You start your company with a great idea – not necessarily a financial background.

Posted on August 22, 2011 by


***This blog post has been written with the focus on helping small business owners and first time entrepreneurs**

A great idea in one hand and very little money in the other is how most entrepreneurs start out on their entrepreneurial adventure. The successful ones learn very quickly how to be resourceful and find what they need.

During these initial stages you may or may not be able to afford a financial guru or financial anyone to help you understand the financial side of your business. But that doesn’t mean that you don’t need to be watching your finances – the great news is that you don’t need a financial background to master the fundamentals of running a profitable business.  Here are three tips on how to manage your finances:

1. Cash is King – Keep an Eye on your bank account balance

Cash is a good indicator of your operating efficiency. If you have increasing sales but your cash balance is getting lower – it can signal that you have some issues that can affect the solvency of your company. Your customers may be slow paying or your account payable terms are not that favorable (or you may have both issues).  Keeping an eye on your cash figure can give you an early warning of any potential cash flow issues that you may potentially have and hopefully give you some time to prepare and respond to them.

2. Keep an eye on overhead costs

Overhead costs are the costs associated with running or operating your business (a detailed definition can be found at the bottom of the post).

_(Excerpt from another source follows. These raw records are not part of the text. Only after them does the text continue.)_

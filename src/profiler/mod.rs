use std::{sync::Arc, time::Instant};

use log::{info, warn};

use crate::{candidate::{CandidatePool, Configuration, IndexDescriptor, Snapshot}, error::{AdvisorError, AdvisorResult}, ibg::{IbgAnalyzer, IbgConstructor, IndexBenefitGraph, InteractionBank, InteractionLogger}, optimizer::{ExplainInfo, StatementCategory, StatementOracle, WhatIfOptimizer}, worker::{AnalysisJob, ConstructionJob, Worker}};

// Everything one profiling round learned about a statement
#[derive(Clone)]
pub struct ProfiledQuery {
    pub sql: String,
    pub explain_info: ExplainInfo,
    pub snapshot: Snapshot,
    pub ibg: Arc<IndexBenefitGraph>,
    pub interaction_bank: Arc<InteractionBank>,
    pub what_if_call_count: usize,
    pub analysis_millis: u64,
}

impl ProfiledQuery {
    /*
        Cost of running the statement with exactly the given indexes materialized. Indexes the
        snapshot didn't know about are ignored. If the graph can't answer exactly we take the
        upper bound, which never makes a configuration look better than it is. Modifications
        additionally pay for keeping every materialized index up to date.
     */
    pub fn total_cost(&self, config: &Configuration) -> f64 {
        let analyzer = IbgAnalyzer::new(self.ibg.clone());
        let bound = analyzer.cost_bounds(config);
        let cost = if bound.is_exact() { bound.low } else { bound.high };
        let maintenance = config.iter()
            .filter(|&id| self.snapshot.contains(id))
            .map(|id| self.explain_info.maintenance_cost(id))
            .sum::<f64>();
        cost + maintenance
    }
}

/*
    Drives one round per statement. The pool only ever grows through add_candidate and
    process_vote, a round just takes a snapshot of it. The interaction bank is replaced as a whole
    once analysis succeeded, so a failing round leaves no trace.
 */
pub struct Profiler {
    optimizer: Arc<dyn WhatIfOptimizer>,
    pool: Arc<CandidatePool>,
    bank: Arc<InteractionBank>,
    construction: Worker<ConstructionJob>,
    analysis: Worker<AnalysisJob>,
}

impl Profiler {
    pub fn new(optimizer: Arc<dyn WhatIfOptimizer>, pool: Arc<CandidatePool>) -> AdvisorResult<Profiler> {
        Ok(Profiler {
            optimizer,
            pool,
            bank: Arc::new(InteractionBank::new()),
            construction: Worker::new("ibg-construction")?,
            analysis: Worker::new("ibg-analysis")?,
        })
    }

    pub fn process_query(&mut self, sql: &str) -> AdvisorResult<ProfiledQuery> {
        match self.profile(sql) {
            Ok(profiled) => Ok(profiled),
            Err(e) => {
                warn!("Profiling of '{}' aborted: {}", sql, e);
                Err(e)
            }
        }
    }

    fn profile(&mut self, sql: &str) -> AdvisorResult<ProfiledQuery> {
        let mut logger = InteractionLogger::start();
        let snapshot = self.pool.snapshot();
        let explain_info = self.optimizer.explain(sql, &snapshot)?;
        if explain_info.category == StatementCategory::SchemaChange {
            return Err(AdvisorError::UnsupportedStatement(explain_info.category));
        }

        let oracle = StatementOracle::new(self.optimizer.clone(), sql);
        let constructor = IbgConstructor::new(snapshot.clone(), Box::new(oracle));
        self.construction.start(ConstructionJob::new(constructor))?;
        let ibg = Arc::new(self.construction.wait_until_done()?);
        let what_if_call_count = ibg.what_if_calls();

        logger.record_what_if_calls(what_if_call_count);
        let analysis_start = Instant::now();
        self.analysis.start(AnalysisJob::new(ibg.clone(), self.bank.as_ref().clone(), logger))?;
        let output = self.analysis.wait_until_done()?;
        let analysis_millis = analysis_start.elapsed().as_millis() as u64;
        self.bank = Arc::new(output.bank);

        info!("Profiled '{}': {} candidates, {} IBG nodes, {} what-if calls, {} interactions updated in {}ms",
            sql, snapshot.len(), ibg.node_count(), what_if_call_count, output.stats.interactions_updated, analysis_millis);
        Ok(ProfiledQuery {
            sql: sql.to_string(),
            explain_info,
            snapshot,
            ibg,
            interaction_bank: self.bank.clone(),
            what_if_call_count,
            analysis_millis,
        })
    }

    // A positive vote for an index nobody proposed yet makes it a candidate. A negative vote
    // never adds anything.
    pub fn process_vote(&self, descriptor: IndexDescriptor, positive: bool) -> AdvisorResult<Snapshot> {
        if positive {
            self.pool.add_candidate(descriptor)?;
        }
        Ok(self.pool.snapshot())
    }

    pub fn add_candidate(&self, descriptor: IndexDescriptor) -> AdvisorResult<Snapshot> {
        self.pool.add_candidate(descriptor)?;
        Ok(self.pool.snapshot())
    }

    pub fn interaction_bank(&self) -> Arc<InteractionBank> {
        self.bank.clone()
    }

    pub fn pool(&self) -> &Arc<CandidatePool> {
        &self.pool
    }
}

These costs can be easily overlooked when you are incredibly focused on increasing your sales.  Ideally, your overhead costs should fluctuate in the same direction as your sales (i.e. your sales increase 30%, your overhead should increase and if your sales decrease 30% -you want your overheads to decrease to compensate for this loss in revenue).

A simple way to keep an eye on your overheads is track (on a monthly basis) your Overhead Percentage of Sales using the following formula:

Overhead % of sales = overhead expenses/sales

Tip: When tracking this %, the number itself does not mean a whole lot – you are looking for any deviations month to month as that may signal some potential issues in relation to sales or expenses. If you see a fluctuation, investigate why and make some changes if necessary.

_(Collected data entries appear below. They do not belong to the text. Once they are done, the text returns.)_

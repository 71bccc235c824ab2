use std::fmt::{Debug, Display};

use bitvec::{bitvec, vec::BitVec};

use super::IndexId;

// A set of candidate ids. The capacity is the size of the pool at the time the
// owning snapshot was taken, so two configurations are only comparable if they
// come from the same snapshot generation. Use restrict_to_capacity to move a
// configuration between generations.
#[derive(Clone, PartialEq, Eq, Hash)]
pub struct Configuration {
    bits: BitVec,
}

impl Configuration {
    pub fn empty(capacity: usize) -> Configuration {
        Configuration { bits: bitvec![0; capacity] }
    }

    pub fn full(capacity: usize) -> Configuration {
        Configuration { bits: bitvec![1; capacity] }
    }

    pub fn from_ids<I: IntoIterator<Item = IndexId>>(capacity: usize, ids: I) -> Configuration {
        let mut config = Configuration::empty(capacity);
        for id in ids {
            config.bits.set(id, true);
        }
        config
    }

    pub fn capacity(&self) -> usize {
        self.bits.len()
    }

    pub fn len(&self) -> usize {
        self.bits.count_ones()
    }

    pub fn is_empty(&self) -> bool {
        self.bits.not_any()
    }

    pub fn contains(&self, id: IndexId) -> bool {
        id < self.bits.len() && self.bits[id]
    }

    pub fn iter(&self) -> impl Iterator<Item = IndexId> + '_ {
        self.bits.iter_ones()
    }

    pub fn is_subset_of(&self, other: &Configuration) -> bool {
        debug_assert_eq!(self.capacity(), other.capacity(), "configurations from different snapshot generations");
        self.bits.iter_ones().all(|id| other.contains(id))
    }

    pub fn is_superset_of(&self, other: &Configuration) -> bool {
        other.is_subset_of(self)
    }

    pub fn with(&self, id: IndexId) -> Configuration {
        let mut config = self.clone();
        config.bits.set(id, true);
        config
    }

    pub fn without(&self, id: IndexId) -> Configuration {
        let mut config = self.clone();
        if id < config.bits.len() {
            config.bits.set(id, false);
        }
        config
    }

    pub fn union(&self, other: &Configuration) -> Configuration {
        debug_assert_eq!(self.capacity(), other.capacity(), "configurations from different snapshot generations");
        let mut config = self.clone();
        for id in other.bits.iter_ones() {
            config.bits.set(id, true);
        }
        config
    }

    pub fn intersection(&self, other: &Configuration) -> Configuration {
        debug_assert_eq!(self.capacity(), other.capacity(), "configurations from different snapshot generations");
        Configuration::from_ids(self.capacity(), self.bits.iter_ones().filter(|&id| other.contains(id)))
    }

    pub fn difference(&self, other: &Configuration) -> Configuration {
        debug_assert_eq!(self.capacity(), other.capacity(), "configurations from different snapshot generations");
        Configuration::from_ids(self.capacity(), self.bits.iter_ones().filter(|&id| !other.contains(id)))
    }

    pub fn clear(&mut self) {
        self.bits.fill(false);
    }

    pub fn restrict_to_capacity(&self, capacity: usize) -> Configuration {
        Configuration::from_ids(capacity, self.bits.iter_ones().filter(|&id| id < capacity))
    }
}

impl Display for Configuration {
    fn fmt(&self, f: &mut std::fmt::Formatter<'_>) -> std::fmt::Result {
        write!(f, "{{")?;
        for (i, id) in self.iter().enumerate() {
            if i > 0 {
                write!(f, ", ")?;
            }
            write!(f, "{}", id)?;
        }
        write!(f, "}}")
    }
}

impl Debug for Configuration {
    fn fmt(&self, f: &mut std::fmt::Formatter<'_>) -> std::fmt::Result {
        write!(f, "Configuration{}/{}", self, self.capacity())
    }
}

#[cfg(test)]
mod test {
    use super::*;

    #[test]
    fn set_operations_test() {
        let a = Configuration::from_ids(6, [0, 2, 4]);
        let b = Configuration::from_ids(6, [2, 3]);
        assert_eq!(a.union(&b), Configuration::from_ids(6, [0, 2, 3, 4]));
        assert_eq!(a.intersection(&b), Configuration::from_ids(6, [2]));
        assert_eq!(a.difference(&b), Configuration::from_ids(6, [0, 4]));
        assert_eq!(a.len(), 3);
        assert!(a.contains(4));
        assert!(!a.contains(5));
        assert!(!a.contains(100));
    }

    #[test]
    fn subset_test() {
        let small = Configuration::from_ids(4, [1]);
        let big = Configuration::from_ids(4, [1, 3]);
        assert!(small.is_subset_of(&big));
        assert!(big.is_superset_of(&small));
        assert!(!big.is_subset_of(&small));
        assert!(Configuration::empty(4).is_subset_of(&small));
        assert!(big.is_subset_of(&big));
    }

    #[test]
    fn with_without_clear_test() {
        let mut config = Configuration::full(3);
        assert_eq!(config.without(1), Configuration::from_ids(3, [0, 2]));
        assert_eq!(config.without(1).with(1), config);
        config.clear();
        assert!(config.is_empty());
        assert_eq!(config.capacity(), 3);
    }

    #[test]
    fn generations_are_distinct_test() {
        let old = Configuration::from_ids(3, [0, 2]);
        let new = old.restrict_to_capacity(5);
        assert_ne!(old, new);
        assert_eq!(new.iter().collect::<Vec<_>>(), vec![0, 2]);
        assert_eq!(new.restrict_to_capacity(1), Configuration::from_ids(1, [0]));
    }

    #[test]
    fn display_test() {
        assert_eq!(Configuration::from_ids(8, [1, 5, 7]).to_string(), "{1, 5, 7}");
        assert_eq!(Configuration::empty(2).to_string(), "{}");
    }
}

3. Do you make more than you spend?

Just like your personal finances, your company should be making more than it spends, if it isn’t that means you will need to be contributing extra money (by means of loans, credit cards, personal savings) to make ends meet.  In today’s age, lines of credit can be tough for a first time business owner to acquire – so keeping an eye on your ability to pay expenses is key. Here is a formula you should remember and look at monthly:

(Cash+Line of Credit/Loans)/monthly expenses = number of months till you will need more funds or lose your business.

In an ideal world – you would have adequate financial knowledge when starting a business – but in reality a lot of entrepreneurs don’t. I would strongly encourage all business owners (even if you can afford an accountant) to acquire an adequate level of financial business literacy and learn how to read financial statements.

There are a lot of online articles that provide information on how to read and comprehend your company’s financials these include. You can also take classes at community colleges, colleges and read books on the topic.

Till next time,


* Overhead Expense: “In business, overhead, overhead cost or overhead expense refers to an ongoing expense of operating a business (also known as Operating Expenses – rent, gas/electricity, wages etc.). The term overhead is usually used to group expenses that are necessary to the continued functioning of the business but cannot be immediately associated with the products/services being offered[1] (e.g. do not directly generate profits). Closely related accounting concepts are fixed costs versus variable costs and indirect costs versus direct costs.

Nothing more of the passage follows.